#### Task statement
From the records, pick out and copy each line containing "field".
++++ Input material
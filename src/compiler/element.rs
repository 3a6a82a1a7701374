//!
//! Recursive-descent compilation of one icon's JSON into drawing commands.
//!
//! ## Dispatch
//!
//! An element object is classified by the first recognized key present, in
//! this order: `text`, `textm1`, `textm2`, `d`, `r`, `icon`, `translate`,
//! `scale`. An object with none of them is a full frame, whose keys must be
//! base affiliation names.
//!
//! ## Aliases
//!
//! `{"icon": "name"}` splices in the elements of another entry of the same
//! category. The aliased entry is compiled afresh at every use site, so each
//! site owns an independent copy and style overrides on one site never reach
//! another.
//!
//! ## Error Handling
//!
//! Any failure aborts the whole compile; there is no partial element list.

use indexmap::IndexMap;
use serde_json::{Map, Value};
use tracing::trace;

use crate::ast::{
    Align, BBox, ColorToken, Element, Style, TextType, Vec2, DEFAULT_FONT_SIZE, ICON_CENTER,
};
use crate::taxonomy::Constants;
use crate::{shape_err, SchemaError};

/// Keys that override an element's style.
pub const STYLE_KEYS: [&str; 3] = ["fill", "stroke", "strokewidth"];

/// The structural kind of an element object.
#[derive(Debug, Clone, Copy, PartialEq, Eq)]
pub enum ElementShape {
    Text,
    TextM1,
    TextM2,
    Path,
    Circle,
    Alias,
    Translate,
    Scale,
    FullFrame,
}

/// Recognized keys in dispatch precedence order.
const PRECEDENCE: [(&str, ElementShape); 8] = [
    ("text", ElementShape::Text),
    ("textm1", ElementShape::TextM1),
    ("textm2", ElementShape::TextM2),
    ("d", ElementShape::Path),
    ("r", ElementShape::Circle),
    ("icon", ElementShape::Alias),
    ("translate", ElementShape::Translate),
    ("scale", ElementShape::Scale),
];

impl ElementShape {
    /// Classifies an element object by the first recognized key it carries.
    pub fn classify(item: &Map<String, Value>) -> Self {
        PRECEDENCE
            .iter()
            .find(|(key, _)| item.contains_key(*key))
            .map(|(_, shape)| *shape)
            .unwrap_or(ElementShape::FullFrame)
    }
}

/// Compiles element JSON against the entries of one category block.
pub struct ElementCompiler<'a> {
    siblings: &'a Map<String, Value>,
    constants: &'a Constants,
    affiliation_names: IndexMap<&'a str, &'a str>,
    /// Entries currently being expanded, outermost first
    expanding: Vec<String>,
}

impl<'a> ElementCompiler<'a> {
    pub fn new(siblings: &'a Map<String, Value>, constants: &'a Constants) -> Self {
        Self {
            siblings,
            constants,
            affiliation_names: constants.base_affiliation_names(),
            expanding: Vec::new(),
        }
    }

    /// Marks `uid` as the entry being compiled so an alias back to it is
    /// reported as a cycle.
    pub fn with_root(mut self, uid: &str) -> Self {
        self.expanding.push(uid.to_string());
        self
    }

    /// Compiles an entry's `icon` value, which must be a list of elements.
    pub fn compile_icon_list(&mut self, icon: &Value) -> Result<Vec<Element>, SchemaError> {
        let items = icon
            .as_array()
            .ok_or_else(|| shape_err!("icons must be lists, found {}", icon))?;
        let mut elements = Vec::with_capacity(items.len());
        for item in items {
            elements.extend(self.compile(item)?);
        }
        Ok(elements)
    }

    /// Compiles one element object. Returns a list because aliases expand to
    /// the aliased entry's whole element list.
    pub fn compile(&mut self, item: &Value) -> Result<Vec<Element>, SchemaError> {
        let obj = item
            .as_object()
            .ok_or_else(|| shape_err!("element must be an object, found {}", item))?;
        if obj.is_empty() {
            return Err(shape_err!("element has no keys"));
        }

        let shape = ElementShape::classify(obj);
        trace!(?shape, "compiling element");

        let mut element = match shape {
            ElementShape::Text => text_element(obj)?,
            ElementShape::TextM1 => slot_text(obj, "textm1", TextType::Modifier1)?,
            ElementShape::TextM2 => slot_text(obj, "textm2", TextType::Modifier2)?,
            ElementShape::Path => path_element(obj)?,
            ElementShape::Circle => circle_element(obj)?,
            ElementShape::Alias => return self.expand_alias(obj),
            ElementShape::Translate => Element::Translate {
                delta: vec2(&obj["translate"], "translate")?,
                items: Vec::new(),
                style: Style::outline(),
            },
            ElementShape::Scale => Element::Scale {
                factor: number(&obj["scale"], "scale")?,
                items: Vec::new(),
                style: Style::outline(),
            },
            ElementShape::FullFrame => self.full_frame(obj)?,
        };

        if let Some(children) = element.items_mut() {
            let raw = obj
                .get("items")
                .and_then(Value::as_array)
                .ok_or_else(|| shape_err!("transform needs an `items` list"))?;
            for sub in raw {
                children.extend(self.compile(sub)?);
            }
        }

        parse_basics(obj, element.style_mut())?;
        Ok(vec![element])
    }

    fn expand_alias(&mut self, obj: &Map<String, Value>) -> Result<Vec<Element>, SchemaError> {
        let name = obj["icon"]
            .as_str()
            .ok_or_else(|| shape_err!("icon alias must be a string, found {}", obj["icon"]))?;

        if self.expanding.iter().any(|entry| entry == name) {
            let mut chain = self.expanding.clone();
            chain.push(name.to_string());
            return Err(SchemaError::AliasCycle { chain });
        }

        let icon = self
            .siblings
            .get(name)
            .and_then(|entry| entry.get("icon"))
            .ok_or_else(|| SchemaError::UnknownAlias {
                name: name.to_string(),
            })?;

        self.expanding.push(name.to_string());
        let expanded = self.compile_icon_list(icon);
        self.expanding.pop();

        let mut elements = expanded?;
        if elements.is_empty() {
            return Err(SchemaError::EmptyAlias {
                name: name.to_string(),
            });
        }
        if STYLE_KEYS.iter().any(|key| obj.contains_key(*key)) {
            for element in &mut elements {
                parse_basics(obj, element.style_mut())?;
            }
        }
        Ok(elements)
    }

    fn full_frame(&mut self, obj: &Map<String, Value>) -> Result<Element, SchemaError> {
        let constants = self.constants;
        let mut elements: IndexMap<String, Vec<Element>> = constants
            .full_frame_ordering
            .iter()
            .map(|id| (id.clone(), Vec::new()))
            .collect();
        let mut filled: Vec<&str> = Vec::new();

        for (key, value) in obj {
            let id: &str = self
                .affiliation_names
                .get(key.as_str())
                .copied()
                .ok_or_else(|| shape_err!("unrecognized full-frame affiliation \"{}\"", key))?;
            let items = value
                .as_array()
                .ok_or_else(|| shape_err!("full-frame entry \"{}\" must be a list", key))?;

            let mut compiled = Vec::new();
            for sub in items {
                compiled.extend(self.compile(sub)?);
            }
            if let Some(bucket) = elements.get_mut(id) {
                bucket.extend(compiled);
            }
            filled.push(id);
        }

        for affiliation in constants.full_frame_affiliations() {
            if !filled.contains(&affiliation.id_code.as_str()) {
                return Err(shape_err!(
                    "full-frame element is missing affiliation \"{}\"",
                    affiliation.primary_name()
                ));
            }
        }

        Ok(Element::FullFrame {
            elements,
            style: Style::outline(),
        })
    }
}

// =============================
// Leaf constructors
// =============================

fn text_element(obj: &Map<String, Value>) -> Result<Element, SchemaError> {
    let mut text_type = TextType::Auto;
    let mut pos = ICON_CENTER;
    let mut font_size = DEFAULT_FONT_SIZE;
    if let Some(raw) = obj.get("pos") {
        pos = vec2(raw, "pos")?;
        text_type = TextType::Manual;
    }
    if let Some(raw) = obj.get("fontsize") {
        font_size = number(raw, "fontsize")?;
        text_type = TextType::Manual;
    }
    Ok(Element::Text {
        text: string(&obj["text"], "text")?,
        pos,
        font_size,
        align: align(obj)?,
        text_type,
        style: Style::glyph(),
    })
}

fn slot_text(
    obj: &Map<String, Value>,
    key: &str,
    text_type: TextType,
) -> Result<Element, SchemaError> {
    Ok(Element::Text {
        text: string(&obj[key], key)?,
        pos: ICON_CENTER,
        font_size: DEFAULT_FONT_SIZE,
        align: align(obj)?,
        text_type,
        style: Style::glyph(),
    })
}

fn path_element(obj: &Map<String, Value>) -> Result<Element, SchemaError> {
    let bbox = match obj.get("bbox") {
        Some(raw) => {
            let [x, y, width, height] = numbers::<4>(raw, "bbox")?;
            BBox::new(x, y, width, height)
        }
        None => BBox::default(),
    };
    Ok(Element::Path {
        d: string(&obj["d"], "d")?,
        bbox,
        style: Style::outline(),
    })
}

fn circle_element(obj: &Map<String, Value>) -> Result<Element, SchemaError> {
    let pos = obj
        .get("pos")
        .ok_or_else(|| shape_err!("circle needs a `pos`"))?;
    Ok(Element::Circle {
        pos: vec2(pos, "pos")?,
        radius: number(&obj["r"], "r")?,
        style: Style::outline(),
    })
}

// =============================
// Style
// =============================

/// Applies the `fill`, `stroke` and `strokewidth` keys of `obj` over `style`.
pub fn parse_basics(obj: &Map<String, Value>, style: &mut Style) -> Result<(), SchemaError> {
    if let Some(raw) = obj.get("fill") {
        style.fill = parse_color(raw)?;
    }
    if let Some(raw) = obj.get("stroke") {
        style.stroke = parse_color(raw)?;
    }
    if let Some(raw) = obj.get("strokewidth") {
        style.stroke_width = number(raw, "strokewidth")?;
    }
    Ok(())
}

/// `true` is the icon color, `false` and `"none"` are no color, anything else
/// must name a color token.
pub fn parse_color(raw: &Value) -> Result<Option<ColorToken>, SchemaError> {
    let bad = || SchemaError::BadColor {
        token: raw.to_string(),
    };
    match raw {
        Value::Bool(true) => Ok(Some(ColorToken::Icon)),
        Value::Bool(false) => Ok(None),
        Value::String(s) if s.eq_ignore_ascii_case("none") => Ok(None),
        Value::String(s) => s.parse().map(Some).map_err(|_| bad()),
        _ => Err(bad()),
    }
}

// =============================
// Value helpers
// =============================

fn string(raw: &Value, field: &str) -> Result<String, SchemaError> {
    raw.as_str()
        .map(str::to_string)
        .ok_or_else(|| shape_err!("`{}` must be a string, found {}", field, raw))
}

/// Accepts JSON numbers and numeric strings.
fn number(raw: &Value, field: &str) -> Result<f64, SchemaError> {
    let parsed = match raw {
        Value::Number(n) => n.as_f64(),
        Value::String(s) => s.trim().parse().ok(),
        _ => None,
    };
    parsed.ok_or_else(|| shape_err!("`{}` must be a number, found {}", field, raw))
}

fn numbers<const N: usize>(raw: &Value, field: &str) -> Result<[f64; N], SchemaError> {
    let list = raw
        .as_array()
        .filter(|list| list.len() == N)
        .ok_or_else(|| shape_err!("`{}` must be a list of {} numbers, found {}", field, N, raw))?;
    let mut ret = [0.0; N];
    for (slot, value) in ret.iter_mut().zip(list) {
        *slot = number(value, field)?;
    }
    Ok(ret)
}

fn vec2(raw: &Value, field: &str) -> Result<Vec2, SchemaError> {
    let [x, y] = numbers::<2>(raw, field)?;
    Ok(Vec2::new(x, y))
}

fn align(obj: &Map<String, Value>) -> Result<Align, SchemaError> {
    match obj.get("align").map(|raw| (raw, raw.as_str())) {
        None => Ok(Align::default()),
        Some((_, Some("left"))) => Ok(Align::Left),
        Some((_, Some("middle"))) => Ok(Align::Middle),
        Some((_, Some("right"))) => Ok(Align::Right),
        Some((raw, _)) => Err(shape_err!(
            "`align` must be left, middle or right, found {}",
            raw
        )),
    }
}

#[cfg(test)]
mod tests {
    use serde_json::json;

    use super::*;

    #[test]
    fn test_precedence_prefers_text_over_path() {
        let obj = json!({"d": "M0,0", "text": "A", "icon": "x"});
        assert_eq!(
            ElementShape::classify(obj.as_object().unwrap()),
            ElementShape::Text
        );
        let obj = json!({"friend": [], "hostile": []});
        assert_eq!(
            ElementShape::classify(obj.as_object().unwrap()),
            ElementShape::FullFrame
        );
    }

    #[test]
    fn test_parse_color_variants() {
        assert_eq!(parse_color(&json!(true)).unwrap(), Some(ColorToken::Icon));
        assert_eq!(parse_color(&json!(false)).unwrap(), None);
        assert_eq!(parse_color(&json!("None")).unwrap(), None);
        assert_eq!(parse_color(&json!("WHITE")).unwrap(), Some(ColorToken::White));
        assert!(matches!(
            parse_color(&json!("purple")),
            Err(SchemaError::BadColor { .. })
        ));
        assert!(matches!(
            parse_color(&json!(3)),
            Err(SchemaError::BadColor { .. })
        ));
    }

    #[test]
    fn test_parse_basics_overrides_defaults() {
        let obj = json!({"fill": "icon_fill", "stroke": false, "strokewidth": "2.5"});
        let mut style = Style::outline();
        parse_basics(obj.as_object().unwrap(), &mut style).unwrap();
        assert_eq!(style.fill, Some(ColorToken::IconFill));
        assert_eq!(style.stroke, None);
        assert_eq!(style.stroke_width, 2.5);
    }

    #[test]
    fn test_numbers_require_exact_length() {
        assert!(numbers::<2>(&json!([1, 2]), "pos").is_ok());
        assert!(numbers::<2>(&json!([1, 2, 3]), "pos").is_err());
        assert!(numbers::<4>(&json!("1 2 3 4"), "bbox").is_err());
    }

    #[test]
    fn test_align_values() {
        let obj = json!({"align": "left"});
        assert_eq!(align(obj.as_object().unwrap()).unwrap(), Align::Left);
        let obj = json!({"align": "center"});
        assert!(align(obj.as_object().unwrap()).is_err());
    }
}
++++++++
#### Solution
fn string(raw: &Value, field: &str) -> Result<String, SchemaError> {
        .ok_or_else(|| shape_err!("`{}` must be a string, found {}", field, raw))
fn number(raw: &Value, field: &str) -> Result<f64, SchemaError> {
    parsed.ok_or_else(|| shape_err!("`{}` must be a number, found {}", field, raw))
fn numbers<const N: usize>(raw: &Value, field: &str) -> Result<[f64; N], SchemaError> {
        .ok_or_else(|| shape_err!("`{}` must be a list of {} numbers, found {}", field, N, raw))?;
        *slot = number(value, field)?;
fn vec2(raw: &Value, field: &str) -> Result<Vec2, SchemaError> {
    let [x, y] = numbers::<2>(raw, field)?;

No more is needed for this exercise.